La définition et la maîtrise des systèmes de systèmes imposent une itération permanente entre les besoins opérationnels et les capacités technologiques réelles afin d’affiner progressivement et parallèlement l’expression du besoin, la démonstration des capacités et l’acceptation des solutions retenues. Cette démarche ne peut être réalisée qu’en équipes intégrées, forces, DGA et industriels de défense.

Le LTO va donc mettre à disposition de ces équipes intégrées un ensemble d’outils et de méthodes permettant d’instrumenter tout le cycle de définition, conception, développement et validation des systèmes de systèmes, depuis l’élaboration de concept jusqu’à l’expérimentation terrain, en passant par l’ingénierie système, l’évaluation par la simulation et la capitalisation des résultats.

L’apport principal du LTO sera la garantie de la cohérence entre les différentes étapes du cycle et les itérations successives qu’il permettra de maîtriser. La première version du LTO est acquise dans le cadre du PEA démonstrateur BOA et sera pleinement opérationnelle en septembre 2007.

Les rendez-vous de TACTIC

Le démonstrateur TACTIC permettra à l’armée de terre de prendre toute la mesure des avancées technologiques réalisées au titre des études amont menées par la DGA sur des sujets aussi variés que les radios tactiques haut débit, les algorithmes de fusion de données, les capteurs optroniques, les missiles tactiques, la vétronique (électroniques à bord des véhicules), les radars, l’autonomie des robots, les armes à létalité réduite, les systèmes d’autoprotection des véhicules, les moyens de géolocalisation, etc. Toutes ces avancées technologiques ne prennent pleinement leur sens qu’utilisées dans un contexte élargi d’une unité opérationnelle de dimension raisonnable mise en situation dans des scénarios réalistes face à une force adverse représentative. Pour cela, TACTIC regroupera :

• une douzaine de véhicules blindés (chars LECLERC, VBCI, VAB, VBL modifiés…),
• une trentaine de combattants débarqués (fantassins équipés de moyens plus performants que ceux de FELIN),
• 5 robots, 2 drones, 1 système de capteurs déposés…, valorisés par un système d’information temps réel permettant :
• une tenue de situation multicapteurs avec fusion automatique des données de chaque participant,
•> une gestion coordonnée des feux délivrés par chaque participant,
• une première capacité de protection collective permettant à chacun de profiter des moyens de protection du groupe,
• l’interopérabilité interarmées, voire interalliés.

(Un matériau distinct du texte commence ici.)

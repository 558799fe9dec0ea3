use anyhow::{anyhow, Context, Result};
use serde::Deserialize;
use std::env;

use crate::reconciler::ReconcilerConfig;

/// Top-level service configuration, loaded from the environment. Provider
/// credentials live with their adapters (`DarajaConfig`, `PaystackConfig`).
#[derive(Debug, Clone)]
pub struct Config {
    pub server: ServerConfig,
    pub database: DatabaseConfig,
    pub reconciler: ReconcilerConfig,
}

#[derive(Debug, Clone, Deserialize)]
pub struct ServerConfig {
    pub host: String,
    pub port: u16,
    pub environment: String,
}

#[derive(Debug, Clone, Deserialize)]
pub struct DatabaseConfig {
    pub url: String,
    pub max_connections: u32,
}

impl Config {
    pub fn from_env() -> Result<Self> {
        let server = ServerConfig {
            host: env::var("HOST").unwrap_or_else(|_| "0.0.0.0".to_string()),
            port: env::var("PORT")
                .unwrap_or_else(|_| "8000".to_string())
                .parse()
                .context("PORT must be a valid number")?,
            environment: env::var("ENVIRONMENT").unwrap_or_else(|_| "development".to_string()),
        };

        let database = DatabaseConfig {
            url: env::var("DATABASE_URL").context("DATABASE_URL not set")?,
            max_connections: env::var("DATABASE_MAX_CONNECTIONS")
                .unwrap_or_else(|_| "20".to_string())
                .parse()
                .context("DATABASE_MAX_CONNECTIONS must be a valid number")?,
        };

        let config = Config {
            server,
            database,
            reconciler: ReconcilerConfig::from_env(),
        };

        config.validate()?;
        Ok(config)
    }

    pub fn validate(&self) -> Result<()> {
        if self.server.port < 1024 {
            return Err(anyhow!(
                "Port must be at least 1024, got {}",
                self.server.port
            ));
        }

        let valid_environments = ["development", "staging", "production"];
        if !valid_environments.contains(&self.server.environment.as_str()) {
            return Err(anyhow!(
                "Environment must be one of: {:?}, got {}",
                valid_environments,
                self.server.environment
            ));
        }

        if self.database.url.trim().is_empty() {
            return Err(anyhow!("DATABASE_URL cannot be empty"));
        }

        if self.database.max_connections == 0 {
            return Err(anyhow!("DATABASE_MAX_CONNECTIONS must be greater than 0"));
        }

        if self.reconciler.verify_attempts == 0 {
            return Err(anyhow!("RECONCILER_VERIFY_ATTEMPTS must be at least 1"));
        }

        if self.reconciler.poll_interval.is_zero() || self.reconciler.verify_interval.is_zero() {
            return Err(anyhow!("reconciler intervals must be non-zero"));
        }

        Ok(())
    }
}
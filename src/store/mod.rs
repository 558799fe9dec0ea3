//! The durable-store boundary.
//!
//! Everything above this module talks to a [`TransactionStore`] trait object.
//! The Postgres implementation backs production; the in-memory one backs
//! tests and local development. Per-record compare-and-set on `status` is the
//! only synchronization primitive the rest of the system needs.

pub mod error;
pub mod memory;
pub mod postgres;

use async_trait::async_trait;
use chrono::NaiveDate;
use rust_decimal::Decimal;
use uuid::Uuid;

use crate::transactions::{Transaction, TransactionStatus};
use error::StoreResult;

/// Which records a caller may see.
#[derive(Debug, Clone, PartialEq, Eq)]
pub enum Visibility {
    /// Elevated role: every record.
    All,
    /// Only records initiated by this actor.
    Actor(String),
}

impl Visibility {
    pub fn allows(&self, tx: &Transaction) -> bool {
        match self {
            Visibility::All => true,
            Visibility::Actor(name) => tx.initiated_by == *name,
        }
    }
}

/// Outcome of a compare-and-set status update.
#[derive(Debug)]
pub enum CasOutcome {
    /// The expected status matched; the row now carries the new status.
    Applied(Transaction),
    /// The row moved underneath us; carries the current row unchanged.
    Stale(Transaction),
}

/// One day's completed collections, for the stats endpoint.
#[derive(Debug, Clone, PartialEq, Eq, sqlx::FromRow)]
pub struct DailyTotal {
    pub date: NaiveDate,
    pub amount: Decimal,
}

#[async_trait]
pub trait TransactionStore: Send + Sync {
    /// Persist a new transaction. Fails on id or external-reference collision.
    async fn create(&self, tx: Transaction) -> StoreResult<Transaction>;

    async fn find_by_id(&self, id: Uuid) -> StoreResult<Option<Transaction>>;

    /// Lookup by the provider-assigned reference, the key provider callbacks
    /// and redirect returns carry.
    async fn find_by_reference(&self, reference: &str) -> StoreResult<Option<Transaction>>;

    /// Scoped listing, newest first. There is deliberately no delete:
    /// transactions are retained as audit records.
    async fn list(&self, visibility: &Visibility) -> StoreResult<Vec<Transaction>>;

    /// Atomically move `status` from `expected` to `next`, refreshing
    /// `updated_at`. Linearization point for all transitions: under duplicate
    /// concurrent signals exactly one caller observes `Applied`.
    async fn compare_and_set_status(
        &self,
        id: Uuid,
        expected: TransactionStatus,
        next: TransactionStatus,
    ) -> StoreResult<CasOutcome>;

    /// Increment `poll_attempts`. A no-op for terminal rows, so late pollers
    /// cannot disturb a closed record.
    async fn record_poll_attempt(&self, id: Uuid) -> StoreResult<()>;

    /// Per-day sums of COMPLETED transactions inside the inclusive date
    /// range, ascending by date. Days with no collections are absent; the
    /// caller zero-fills.
    async fn daily_collected(
        &self,
        visibility: &Visibility,
        start: NaiveDate,
        end: NaiveDate,
    ) -> StoreResult<Vec<DailyTotal>>;
}
//! Concrete provider adapters.

pub mod daraja;
pub mod paystack;

pub use daraja::DarajaProvider;
pub use paystack::PaystackProvider;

Le démonstrateur fera l’objet de nombreuses expérimentations avant de servir d’unité expérimentale pour l’armée de terre.

Les capacités élémentaires seront toutes évaluées en laboratoire avant d’être évaluées sur le terrain séparément et avant de procéder à des expérimentations globales du démonstrateur sur le terrain, notamment en coopération (dans le cadre de l’accord de coopération ARTIST), en 2009, puis lors d’une expérimentation complète, en 2012, autour de trois scénarios représentatifs (une situation de combats plus ou moins sporadiques en zone urbaine, une opération de stabilisation postconflictuelle, une situation de combats de haute intensité).

Conclusion

Enjeu majeur du développement capacitaire de l’armée de terre, mais aussi de l’évolution de l’ensemble du ministère de la Défense pour la maîtrise de ses futurs systèmes de systèmes, le PEA démonstrateur de la BOA fédère trois industriels majeurs de la défense mais procède également à la mise en œuvre d’un processus de plans d’acquisition contractuels formalisé dans le marché permettant d’étendre la participation à d’autres industriels et de bénéficier ainsi des meilleures technologies du moment sur toute la durée du marché.

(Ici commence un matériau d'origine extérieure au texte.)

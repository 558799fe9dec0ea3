//! Application error taxonomy.
//!
//! Validation and provider-initiation errors propagate synchronously to the
//! caller of initiate. Reconciliation errors stay internal: callers only ever
//! observe transaction status through the read endpoints.

use axum::http::StatusCode;
use axum::response::{IntoResponse, Response};
use axum::Json;
use thiserror::Error;
use uuid::Uuid;

use crate::store::error::StoreError;
use crate::transactions::TransactionStatus;

/// Result alias used across the crate.
pub type AppResult<T> = Result<T, AppError>;

#[derive(Debug, Error)]
pub enum AppError {
    /// Bad input. User-correctable, no side effects were performed.
    #[error("validation failed: {0}")]
    Validation(String),

    /// A provider call failed before any transaction existed.
    #[error("{provider} initiation failed: {message}")]
    Provider {
        provider: &'static str,
        message: String,
    },

    /// A poll or verification attempt could not produce a usable status.
    /// Retried within the owning flow's budget, never surfaced as terminal.
    #[error("poll attempt failed: {0}")]
    TransientPoll(String),

    /// Attempted mutation of an already-terminal transaction. Benign: the
    /// first terminal signal won, this one is logged and dropped.
    #[error("transaction {id} is already {current}, refusing transition to {attempted}")]
    InvalidTransition {
        id: Uuid,
        current: TransactionStatus,
        attempted: TransactionStatus,
    },

    /// Redirect verification budget used up without a terminal result. The
    /// transaction stays Processing and resolves out of band.
    #[error("verification not conclusive for {reference} after {attempts} attempts")]
    VerificationExhausted { reference: String, attempts: u32 },

    #[error("transaction not found: {0}")]
    NotFound(String),

    #[error("missing caller identity")]
    Unauthenticated,

    #[error("permission denied")]
    Forbidden,

    #[error(transparent)]
    Store(#[from] StoreError),
}

impl AppError {
    pub fn validation(message: impl Into<String>) -> Self {
        AppError::Validation(message.into())
    }

    /// Errors that a retry within the same poll loop may clear.
    pub fn is_transient(&self) -> bool {
        matches!(self, AppError::TransientPoll(_))
    }
}

impl IntoResponse for AppError {
    fn into_response(self) -> Response {
        let (status, message) = match &self {
            AppError::Validation(msg) => (StatusCode::BAD_REQUEST, msg.clone()),
            AppError::Provider { .. } => (StatusCode::BAD_GATEWAY, self.to_string()),
            AppError::NotFound(_) => (StatusCode::NOT_FOUND, self.to_string()),
            AppError::Unauthenticated => (StatusCode::UNAUTHORIZED, self.to_string()),
            AppError::Forbidden => (StatusCode::FORBIDDEN, self.to_string()),
            // Deliberately non-failure: the payment may still complete.
            AppError::VerificationExhausted { .. } => (StatusCode::ACCEPTED, self.to_string()),
            // Internal reconciliation errors should not normally reach a
            // handler; map them conservatively if one does.
            AppError::TransientPoll(_) | AppError::InvalidTransition { .. } => {
                (StatusCode::CONFLICT, self.to_string())
            }
            AppError::Store(e) => {
                tracing::error!("store error surfaced to handler: {e}");
                (
                    StatusCode::INTERNAL_SERVER_ERROR,
                    "internal error".to_string(),
                )
            }
        };

        (status, Json(serde_json::json!({ "error": message }))).into_response()
    }
}
//! Thread-safe in-memory transaction store.
//!
//! Backs tests and local development. The write lock around compare-and-set
//! gives the same per-record linearization the Postgres guarded UPDATE does.

use async_trait::async_trait;
use chrono::{NaiveDate, Utc};
use rust_decimal::Decimal;
use std::collections::{BTreeMap, HashMap};
use std::sync::Arc;
use tokio::sync::RwLock;
use uuid::Uuid;

use crate::transactions::{Transaction, TransactionStatus};

use super::error::{StoreError, StoreResult};
use super::{CasOutcome, DailyTotal, TransactionStore, Visibility};

#[derive(Default, Clone)]
pub struct InMemoryTransactionStore {
    rows: Arc<RwLock<HashMap<Uuid, Transaction>>>,
}

impl InMemoryTransactionStore {
    pub fn new() -> Self {
        Self::default()
    }
}

#[async_trait]
impl TransactionStore for InMemoryTransactionStore {
    async fn create(&self, tx: Transaction) -> StoreResult<Transaction> {
        let mut rows = self.rows.write().await;
        if rows.contains_key(&tx.id) {
            return Err(StoreError::Duplicate {
                field: "id",
                value: tx.id.to_string(),
            });
        }
        if let Some(reference) = &tx.external_reference {
            if rows
                .values()
                .any(|existing| existing.external_reference.as_deref() == Some(reference))
            {
                return Err(StoreError::Duplicate {
                    field: "external_reference",
                    value: reference.clone(),
                });
            }
        }
        rows.insert(tx.id, tx.clone());
        Ok(tx)
    }

    async fn find_by_id(&self, id: Uuid) -> StoreResult<Option<Transaction>> {
        Ok(self.rows.read().await.get(&id).cloned())
    }

    async fn find_by_reference(&self, reference: &str) -> StoreResult<Option<Transaction>> {
        Ok(self
            .rows
            .read()
            .await
            .values()
            .find(|tx| tx.external_reference.as_deref() == Some(reference))
            .cloned())
    }

    async fn list(&self, visibility: &Visibility) -> StoreResult<Vec<Transaction>> {
        let rows = self.rows.read().await;
        let mut out: Vec<Transaction> = rows
            .values()
            .filter(|tx| visibility.allows(tx))
            .cloned()
            .collect();
        out.sort_by(|a, b| b.created_at.cmp(&a.created_at));
        Ok(out)
    }

    async fn compare_and_set_status(
        &self,
        id: Uuid,
        expected: TransactionStatus,
        next: TransactionStatus,
    ) -> StoreResult<CasOutcome> {
        let mut rows = self.rows.write().await;
        let tx = rows.get_mut(&id).ok_or(StoreError::NotFound(id))?;
        if tx.status != expected {
            return Ok(CasOutcome::Stale(tx.clone()));
        }
        tx.status = next;
        tx.updated_at = Utc::now();
        Ok(CasOutcome::Applied(tx.clone()))
    }

    async fn record_poll_attempt(&self, id: Uuid) -> StoreResult<()> {
        let mut rows = self.rows.write().await;
        if let Some(tx) = rows.get_mut(&id) {
            if !tx.status.is_terminal() {
                tx.poll_attempts += 1;
            }
        }
        Ok(())
    }

    async fn daily_collected(
        &self,
        visibility: &Visibility,
        start: NaiveDate,
        end: NaiveDate,
    ) -> StoreResult<Vec<DailyTotal>> {
        let rows = self.rows.read().await;
        let mut by_day: BTreeMap<NaiveDate, Decimal> = BTreeMap::new();
        for tx in rows.values() {
            if tx.status != TransactionStatus::Completed || !visibility.allows(tx) {
                continue;
            }
            let day = tx.created_at.date_naive();
            if day < start || day > end {
                continue;
            }
            *by_day.entry(day).or_insert(Decimal::ZERO) += tx.amount;
        }
        Ok(by_day
            .into_iter()
            .map(|(date, amount)| DailyTotal { date, amount })
            .collect())
    }
}

#[cfg(test)]
mod tests {
    use super::*;
    use crate::transactions::PaymentMethod;
    use rust_decimal_macros::dec;

    fn sample(reference: &str, initiated_by: &str) -> Transaction {
        Transaction::new(
            Uuid::new_v4(),
            dec!(500),
            PaymentMethod::PushConfirmation,
            "0712345678",
            Some(reference.to_string()),
            initiated_by,
        )
    }

    #[tokio::test]
    async fn create_rejects_duplicate_reference() {
        let store = InMemoryTransactionStore::new();
        store.create(sample("ref-1", "alice")).await.unwrap();

        let err = store.create(sample("ref-1", "bob")).await.unwrap_err();
        assert!(matches!(
            err,
            StoreError::Duplicate {
                field: "external_reference",
                ..
            }
        ));
    }

    #[tokio::test]
    async fn cas_applies_once_then_reports_stale() {
        let store = InMemoryTransactionStore::new();
        let tx = store.create(sample("ref-2", "alice")).await.unwrap();

        let first = store
            .compare_and_set_status(tx.id, TransactionStatus::Pending, TransactionStatus::Completed)
            .await
            .unwrap();
        assert!(matches!(first, CasOutcome::Applied(ref t) if t.status == TransactionStatus::Completed));

        let second = store
            .compare_and_set_status(tx.id, TransactionStatus::Pending, TransactionStatus::Failed)
            .await
            .unwrap();
        match second {
            CasOutcome::Stale(current) => assert_eq!(current.status, TransactionStatus::Completed),
            CasOutcome::Applied(_) => panic!("stale CAS must not apply"),
        }
    }

    #[tokio::test]
    async fn poll_attempts_frozen_after_terminal() {
        let store = InMemoryTransactionStore::new();
        let tx = store.create(sample("ref-3", "alice")).await.unwrap();

        store.record_poll_attempt(tx.id).await.unwrap();
        store
            .compare_and_set_status(tx.id, TransactionStatus::Pending, TransactionStatus::Failed)
            .await
            .unwrap();
        store.record_poll_attempt(tx.id).await.unwrap();

        let current = store.find_by_id(tx.id).await.unwrap().unwrap();
        assert_eq!(current.poll_attempts, 1);
    }

    #[tokio::test]
    async fn list_is_scoped_and_newest_first() {
        let store = InMemoryTransactionStore::new();
        let mut older = sample("ref-4", "alice");
        older.created_at = Utc::now() - chrono::Duration::minutes(5);
        store.create(older.clone()).await.unwrap();
        let newer = store.create(sample("ref-5", "alice")).await.unwrap();
        store.create(sample("ref-6", "bob")).await.unwrap();

        let all = store.list(&Visibility::All).await.unwrap();
        assert_eq!(all.len(), 3);

        let mine = store
            .list(&Visibility::Actor("alice".to_string()))
            .await
            .unwrap();
        assert_eq!(mine.len(), 2);
        assert_eq!(mine[0].id, newer.id);
        assert_eq!(mine[1].id, older.id);
    }

    #[tokio::test]
    async fn daily_collected_counts_completed_only() {
        let store = InMemoryTransactionStore::new();
        let done = store.create(sample("ref-7", "alice")).await.unwrap();
        store
            .compare_and_set_status(done.id, TransactionStatus::Pending, TransactionStatus::Completed)
            .await
            .unwrap();
        store.create(sample("ref-8", "alice")).await.unwrap(); // stays pending

        let today = Utc::now().date_naive();
        let totals = store
            .daily_collected(&Visibility::All, today, today)
            .await
            .unwrap();
        assert_eq!(totals.len(), 1);
        assert_eq!(totals[0].amount, dec!(500));
    }
}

Avec ce contrat, la DGA, au profit des états-majors, poursuit sa politique de développement d’une base industrielle européenne toujours plus innovante et compétitive au profit des états-majors.

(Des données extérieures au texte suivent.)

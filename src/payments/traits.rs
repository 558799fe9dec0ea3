//! The provider adapter capability trait.

use async_trait::async_trait;

use crate::error::AppResult;
use crate::payments::types::{InitiationDetails, ProviderHandoff, ProviderStatus};

/// A payment provider adapter.
///
/// Two variants exist: the push-confirmation adapter (mobile money STK push)
/// and the redirect-checkout adapter (hosted card/bank page). Both expose the
/// same normalized contract so the orchestrator and reconciler never see
/// provider-specific response shapes.
#[async_trait]
pub trait PaymentProvider: Send + Sync {
    fn name(&self) -> &'static str;

    /// Start a payment attempt. On success the returned handoff carries the
    /// provider's reference and, for the redirect flow, a checkout URL.
    ///
    /// Failure here means no transaction will be persisted, so adapters may
    /// retry transient outbound errors internally before giving up.
    async fn initiate(&self, details: &InitiationDetails) -> AppResult<ProviderHandoff>;

    /// Query the status the provider associates with `reference`.
    ///
    /// Fails fast on transport problems and on unmapped provider vocabulary
    /// (`AppError::TransientPoll`); the caller's poll budget governs retries.
    async fn query_status(&self, reference: &str) -> AppResult<ProviderStatus>;
}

À travers le lancement de ce démonstrateur, la France vise aussi à créer un effet d’entraînement sur les coopérations européennes dans le domaine de l’armement terrestre, dont ARTIST est une première étape tangible.

Ce démonstrateur permettra enfin de cristallier la convergence des approches et des échanges fructueux avec nos partenaires européens comme transatlantiques.